WP6´s aim is to normalize the competitive conditions under which the international shipbuilding industry functions. Through the agreement it is sought to reduce the extensive and regular intervention of different governments in their respective shipbuilding industries and level the playing field by eliminating the global overcapacities that lead to supply and demand imbalances and causes artificial drops in prices.
OECD members, as well as representatives of Brazil, China, Chinese Taipei, Croatia, Romania, the Russian Federation, and Ukraine, have reached a preliminary agreement to restart negotiations as soon as possible and to bring forward the next scheduled meeting of the WP6 from December to 9-10 September.
The participating countries represent around 90% of the world’s total shipbuilding capacity, making the agreement of paramount importance both for the sector itself and for global trade as a whole. Given the huge volumes of traded goods that are transported by sea, the impact on global trade of price increases in the shipping industry are not to be taken lightly.
Concern about subsidies to the shipbuilding industry is not new. A previous agreement reached by OECD members and other participant states after five years of negotiations, in 1994, the “Agreement Respecting Normal Competitive Conditions in the Commercial Shipbuilding and Repair Industry”, never came into force due to lack of ratification by the US, whose government considered it to be contrary to US interests as it would have thwarted the country’s efforts to revitalize commercial shipyards.

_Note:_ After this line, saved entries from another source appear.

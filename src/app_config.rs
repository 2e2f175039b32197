use anyhow::{anyhow, Context, Result};
use serde::{Deserialize, Serialize};
use std::default::Default;
use std::fs::File;
use std::io::BufReader;
use std::path::Path;

use crate::display::MIN_LINE_WEIGHT;

/// Application configuration module
/// This module handles the application configuration including loading,
/// validating and saving configuration settings.
/// Represents the application configuration
#[derive(Debug, Serialize, Deserialize, Clone)]
pub struct Config {
    /// Source language code (ISO)
    #[serde(default = "default_source_language")]
    pub source_language: String,

    /// Target language code (ISO)
    #[serde(default = "default_target_language")]
    pub target_language: String,

    /// Sentence segmentation settings
    #[serde(default)]
    pub segmentation: SegmentationConfig,

    /// Semantic split oracle settings
    #[serde(default)]
    pub oracle: OracleConfig,

    /// Timestamp alignment settings
    #[serde(default)]
    pub alignment: AlignmentConfig,

    /// Display line splitting settings
    #[serde(default)]
    pub display: DisplayLineConfig,

    /// Gap optimization settings
    #[serde(default)]
    pub gaps: GapSettings,

    /// Log level
    #[serde(default)]
    pub log_level: LogLevel,
}

/// Semantic oracle backend
#[derive(Debug, Serialize, Deserialize, Clone, PartialEq, Default)]
#[serde(rename_all = "lowercase")]
pub enum OracleProvider {
    // @provider: rule splitting and forced cuts only
    None,
    // @provider: Ollama
    #[default]
    Ollama,
}

impl OracleProvider {
    // @returns: Capitalized provider name
    pub fn display_name(&self) -> &str {
        match self {
            Self::None => "None",
            Self::Ollama => "Ollama",
        }
    }

    // @returns: Lowercase provider identifier
    pub fn to_lowercase_string(&self) -> String {
        match self {
            Self::None => "none".to_string(),
            Self::Ollama => "ollama".to_string(),
        }
    }
}

impl std::fmt::Display for OracleProvider {
    fn fmt(&self, f: &mut std::fmt::Formatter<'_>) -> std::fmt::Result {
        write!(f, "{}", self.to_lowercase_string())
    }
}

impl std::str::FromStr for OracleProvider {
    type Err = anyhow::Error;

    fn from_str(s: &str) -> Result<Self> {
        match s.to_lowercase().as_str() {
            "none" => Ok(Self::None),
            "ollama" => Ok(Self::Ollama),
            _ => Err(anyhow!("Invalid oracle provider: {}", s)),
        }
    }
}

/// Sentence segmentation settings, lengths in length units
#[derive(Debug, Serialize, Deserialize, Clone)]
pub struct SegmentationConfig {
    /// Hard cap on a segment's length
    #[serde(default = "default_max_segment_length")]
    pub max_segment_length: usize,

    /// Soft goal used by the root split tier
    #[serde(default = "default_rule_max_sentence_length")]
    pub rule_max_sentence_length: usize,

    /// Minimum length of each side of a rule split
    #[serde(default = "default_rule_min_sentence_length")]
    pub rule_min_sentence_length: usize,

    /// Words of context each side of a connector
    #[serde(default = "default_context_words")]
    pub context_words: usize,

    /// Minimum phrase length around a comma
    #[serde(default = "default_min_phrase_length")]
    pub min_phrase_length: usize,

    /// How many times the oracle may split pieces of one segment
    #[serde(default = "default_max_recursion_depth")]
    pub max_recursion_depth: usize,

    #[serde(default = "default_true")]
    pub enable_mark_split: bool,

    #[serde(default = "default_true")]
    pub enable_connector_split: bool,

    #[serde(default = "default_true")]
    pub enable_comma_split: bool,

    #[serde(default = "default_true")]
    pub enable_root_split: bool,
}

impl Default for SegmentationConfig {
    fn default() -> Self {
        Self {
            max_segment_length: default_max_segment_length(),
            rule_max_sentence_length: default_rule_max_sentence_length(),
            rule_min_sentence_length: default_rule_min_sentence_length(),
            context_words: default_context_words(),
            min_phrase_length: default_min_phrase_length(),
            max_recursion_depth: default_max_recursion_depth(),
            enable_mark_split: true,
            enable_connector_split: true,
            enable_comma_split: true,
            enable_root_split: true,
        }
    }
}

/// Semantic split oracle settings
#[derive(Debug, Serialize, Deserialize, Clone)]
pub struct OracleConfig {
    /// Backend answering split requests
    #[serde(default)]
    pub provider: OracleProvider,

    /// Model name (e.g., "llama3.2:3b")
    #[serde(default = "default_ollama_model")]
    pub model: String,

    /// Service endpoint URL
    #[serde(default = "default_ollama_endpoint")]
    pub endpoint: String,

    /// Per-call timeout in seconds
    #[serde(default = "default_timeout_secs")]
    pub timeout_secs: u64,

    /// Maximum number of oracle calls in flight
    #[serde(default = "default_concurrent_requests")]
    pub concurrent_requests: usize,

    /// Retry count for failed HTTP requests
    #[serde(default = "default_retry_count")]
    pub retry_count: u32,

    /// Backoff base for retries (in milliseconds), doubled on each retry
    #[serde(default = "default_retry_backoff_ms")]
    pub retry_backoff_ms: u64,

    /// Rate limit in requests per minute (optional)
    #[serde(default)]
    pub rate_limit: Option<u32>,

    /// Minimum similarity for a suggestion to be accepted
    #[serde(default = "default_acceptance_threshold")]
    pub acceptance_threshold: f32,

    /// Temperature parameter for text generation (0.0 to 1.0)
    #[serde(default = "default_temperature")]
    pub temperature: f32,

    /// Attempts per sentence when the model answers with malformed JSON
    #[serde(default = "default_malformed_attempts")]
    pub malformed_attempts: u32,

    /// Remember suggestions for sentences seen before in the same run
    #[serde(default = "default_true")]
    pub cache_suggestions: bool,
}

impl Default for OracleConfig {
    fn default() -> Self {
        Self {
            provider: OracleProvider::default(),
            model: default_ollama_model(),
            endpoint: default_ollama_endpoint(),
            timeout_secs: default_timeout_secs(),
            concurrent_requests: default_concurrent_requests(),
            retry_count: default_retry_count(),
            retry_backoff_ms: default_retry_backoff_ms(),
            rate_limit: None,
            acceptance_threshold: default_acceptance_threshold(),
            temperature: default_temperature(),
            malformed_attempts: default_malformed_attempts(),
            cache_suggestions: true,
        }
    }
}

/// Timestamp alignment settings
#[derive(Debug, Serialize, Deserialize, Clone)]
pub struct AlignmentConfig {
    /// How many transcript words a recovery may skip
    #[serde(default = "default_search_window")]
    pub search_window: usize,

    /// Similarity above which two tokens count as the same word
    #[serde(default = "default_fuzzy_token_threshold")]
    pub fuzzy_token_threshold: f32,
}

impl Default for AlignmentConfig {
    fn default() -> Self {
        Self {
            search_window: default_search_window(),
            fuzzy_token_threshold: default_fuzzy_token_threshold(),
        }
    }
}

/// Display line splitting settings
#[derive(Debug, Serialize, Deserialize, Clone)]
pub struct DisplayLineConfig {
    /// Width budget of one on-screen line
    #[serde(default = "default_max_line_weight")]
    pub max_line_weight: usize,

    /// Width budget of the dubbing projection, uncapped when absent
    #[serde(default)]
    pub dubbing_max_line_weight: Option<usize>,

    /// Confidence multiplier for interpolated dubbing sub-segments
    #[serde(default = "default_interpolation_confidence_factor")]
    pub interpolation_confidence_factor: f32,
}

impl Default for DisplayLineConfig {
    fn default() -> Self {
        Self {
            max_line_weight: default_max_line_weight(),
            dubbing_max_line_weight: None,
            interpolation_confidence_factor: default_interpolation_confidence_factor(),
        }
    }
}

/// Gap optimization settings, all in seconds
#[derive(Debug, Serialize, Deserialize, Clone)]
pub struct GapSettings {
    #[serde(default = "default_min_gap_secs")]
    pub min_gap_secs: f64,

    #[serde(default = "default_min_duration_secs")]
    pub min_duration_secs: f64,

    /// Reported, never enforced
    #[serde(default = "default_max_duration_secs")]
    pub max_duration_secs: f64,
}

impl Default for GapSettings {
    fn default() -> Self {
        Self {
            min_gap_secs: default_min_gap_secs(),
            min_duration_secs: default_min_duration_secs(),
            max_duration_secs: default_max_duration_secs(),
        }
    }
}

/// Log verbosity level
#[derive(Debug, Serialize, Deserialize, Clone, PartialEq, Default)]
#[serde(rename_all = "lowercase")]
pub enum LogLevel {
    Error,
    Warn,
    #[default]
    Info,
    Debug,
    Trace,
}

impl LogLevel {
    pub fn to_level_filter(&self) -> log::LevelFilter {
        match self {
            LogLevel::Error => log::LevelFilter::Error,
            LogLevel::Warn => log::LevelFilter::Warn,
            LogLevel::Info => log::LevelFilter::Info,
            LogLevel::Debug => log::LevelFilter::Debug,
            LogLevel::Trace => log::LevelFilter::Trace,
        }
    }
}

fn default_source_language() -> String {
    "en".to_string()
}

fn default_target_language() -> String {
    "fr".to_string()
}

fn default_max_segment_length() -> usize {
    20
}

fn default_rule_max_sentence_length() -> usize {
    40
}

fn default_rule_min_sentence_length() -> usize {
    8
}

fn default_context_words() -> usize {
    5
}

fn default_min_phrase_length() -> usize {
    3
}

fn default_max_recursion_depth() -> usize {
    4
}

fn default_concurrent_requests() -> usize {
    4
}

fn default_timeout_secs() -> u64 {
    30
}

fn default_retry_count() -> u32 {
    3
}

fn default_retry_backoff_ms() -> u64 {
    1000
}

fn default_acceptance_threshold() -> f32 {
    0.9
}

fn default_temperature() -> f32 {
    0.2
}

fn default_malformed_attempts() -> u32 {
    2
}

fn default_search_window() -> usize {
    8
}

fn default_fuzzy_token_threshold() -> f32 {
    0.8
}

fn default_max_line_weight() -> usize {
    42
}

fn default_interpolation_confidence_factor() -> f32 {
    0.8
}

fn default_min_gap_secs() -> f64 {
    0.3
}

fn default_min_duration_secs() -> f64 {
    1.0
}

fn default_max_duration_secs() -> f64 {
    6.0
}

fn default_true() -> bool {
    true
}

fn default_ollama_endpoint() -> String {
    "http://localhost:11434".to_string()
}

fn default_ollama_model() -> String {
    "llama3.2:3b".to_string()
}

impl Config {
    /// Load a configuration file
    pub fn load<P: AsRef<Path>>(path: P) -> Result<Self> {
        let path = path.as_ref();
        let file = File::open(path).with_context(|| format!("Failed to open config file: {}", path.display()))?;
        let reader = BufReader::new(file);
        serde_json::from_reader(reader).with_context(|| format!("Failed to parse config file: {}", path.display()))
    }

    /// Write the configuration as pretty JSON
    pub fn save<P: AsRef<Path>>(&self, path: P) -> Result<()> {
        let path = path.as_ref();
        let config_json = serde_json::to_string_pretty(self).context("Failed to serialize config to JSON")?;
        std::fs::write(path, config_json)
            .with_context(|| format!("Failed to write config to file: {}", path.display()))
    }

    /// Load `path`, or write and return the defaults when it does not exist
    pub fn load_or_create<P: AsRef<Path>>(path: P) -> Result<Self> {
        let path = path.as_ref();
        if path.exists() {
            return Self::load(path);
        }
        log::warn!("Config file not found at '{}', creating default config.", path.display());
        let config = Config::default();
        config.save(path)?;
        Ok(config)
    }

    /// Validate the configuration for consistency and required values
    pub fn validate(&self) -> Result<()> {
        // Validate languages
        let _source_name = crate::language_utils::get_language_name(&self.source_language)?;
        let _target_name = crate::language_utils::get_language_name(&self.target_language)?;

        let seg = &self.segmentation;
        if seg.max_segment_length == 0 {
            return Err(anyhow!("segmentation.max_segment_length must be positive"));
        }
        if seg.rule_max_sentence_length == 0 {
            return Err(anyhow!("segmentation.rule_max_sentence_length must be positive"));
        }
        if seg.rule_min_sentence_length == 0 {
            return Err(anyhow!("segmentation.rule_min_sentence_length must be positive"));
        }

        check_unit_interval("oracle.acceptance_threshold", self.oracle.acceptance_threshold)?;
        check_unit_interval("oracle.temperature", self.oracle.temperature)?;
        check_unit_interval("alignment.fuzzy_token_threshold", self.alignment.fuzzy_token_threshold)?;
        check_unit_interval(
            "display.interpolation_confidence_factor",
            self.display.interpolation_confidence_factor,
        )?;

        if self.oracle.concurrent_requests == 0 {
            return Err(anyhow!("oracle.concurrent_requests must be positive"));
        }
        if self.oracle.timeout_secs == 0 {
            return Err(anyhow!("oracle.timeout_secs must be positive"));
        }
        if self.oracle.malformed_attempts == 0 {
            return Err(anyhow!("oracle.malformed_attempts must be positive"));
        }
        if self.oracle.provider == OracleProvider::Ollama && self.oracle.model.trim().is_empty() {
            return Err(anyhow!("oracle.model is required for the Ollama provider"));
        }

        let too_narrow = |weight: usize| weight < MIN_LINE_WEIGHT;
        if too_narrow(self.display.max_line_weight) || self.display.dubbing_max_line_weight.is_some_and(too_narrow) {
            return Err(anyhow!(
                "display line weights must be at least {} to fit one wide character",
                MIN_LINE_WEIGHT
            ));
        }

        let gaps = &self.gaps;
        if gaps.min_gap_secs < 0.0 || gaps.min_duration_secs < 0.0 {
            return Err(anyhow!("gap settings must not be negative"));
        }
        if gaps.max_duration_secs < gaps.min_duration_secs {
            return Err(anyhow!("gaps.max_duration_secs is below gaps.min_duration_secs"));
        }

        Ok(())
    }
}

fn check_unit_interval(name: &str, value: f32) -> Result<()> {
    if !(0.0..=1.0).contains(&value) {
        return Err(anyhow!("{} must be within [0, 1], got {}", name, value));
    }
    Ok(())
}

/// Default implementation for Config
impl Default for Config {
    fn default() -> Self {
        Config {
            source_language: default_source_language(),
            target_language: default_target_language(),
            segmentation: SegmentationConfig::default(),
            oracle: OracleConfig::default(),
            alignment: AlignmentConfig::default(),
            display: DisplayLineConfig::default(),
            gaps: GapSettings::default(),
            log_level: LogLevel::default(),
        }
    }
}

Though the content and scope of the Shipbuilding Agreement under discussion have not been made public, it is widely held that if the original objective of the 1994 agreement to establish legally binding prohibitions on all subsidies is retained, then the chances of ratification by the US or any other country trying to build up its shipping industry are very low, particularly at a time when all economies are fighting hard to combat high levels of unemployment. If this original objective is dropped, however, making ratification more likely, the potential impact of the agreement will be vastly reduced.